use std::path::PathBuf;

use anyhow::Context;
use clap::Parser;
use tracing_subscriber::EnvFilter;

use glossforge::{load_config, Context as EngineContext, Engine};

#[derive(Parser, Debug)]
#[command(name = "glossforge")]
#[command(about = "Layered offline translation engine", long_about = None)]
struct Args {
    /// Directory holding per-language-pair dictionaries/phrases/rules and the user/ subtree.
    #[arg(long, value_name = "DIR")]
    data_dir: PathBuf,

    /// Optional TOML config file (defaults to <data_dir>/glossforge.toml if present).
    #[arg(long, value_name = "FILE")]
    config: Option<PathBuf>,

    /// Source language code, e.g. "en".
    #[arg(long)]
    from: String,

    /// Target language code, e.g. "ru".
    #[arg(long)]
    to: String,

    /// Text to translate.
    text: String,
}

#[tokio::main]
async fn main() -> anyhow::Result<()> {
    let args = Args::parse();

    tracing_subscriber::fmt()
        .with_env_filter(EnvFilter::try_from_default_env().unwrap_or_else(|_| EnvFilter::new("info")))
        .init();

    let config = match args.config {
        Some(path) => Some(load_config(&path).with_context(|| format!("load config: {}", path.display()))?),
        None => None,
    };

    let engine = Engine::initialize(&args.data_dir, config)
        .with_context(|| format!("initialize engine at {}", args.data_dir.display()))?;

    let result = engine
        .translate(&args.text, &args.from, &args.to, None::<EngineContext>)
        .await
        .context("translate")?;

    println!("{}", result.translated_text);
    if result.has_error {
        eprintln!("warning: {}", result.error_message.unwrap_or_default());
    }
    Ok(())
}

* What you are asked to do *
Please reproduce, exactly as written, the lines of the records from the first line through the one containing "<data_dir>/glossforge.toml if present).".

* Exercise answer *
use std::path::PathBuf;

use anyhow::Context;
use clap::Parser;
use tracing_subscriber::EnvFilter;

use glossforge::{load_config, Context as EngineContext, Engine};

#[derive(Parser, Debug)]
#[command(name = "glossforge")]
#[command(about = "Layered offline translation engine", long_about = None)]
struct Args {
    /// Directory holding per-language-pair dictionaries/phrases/rules and the user/ subtree.
    #[arg(long, value_name = "DIR")]
    data_dir: PathBuf,

    /// Optional TOML config file (defaults to <data_dir>/glossforge.toml if present).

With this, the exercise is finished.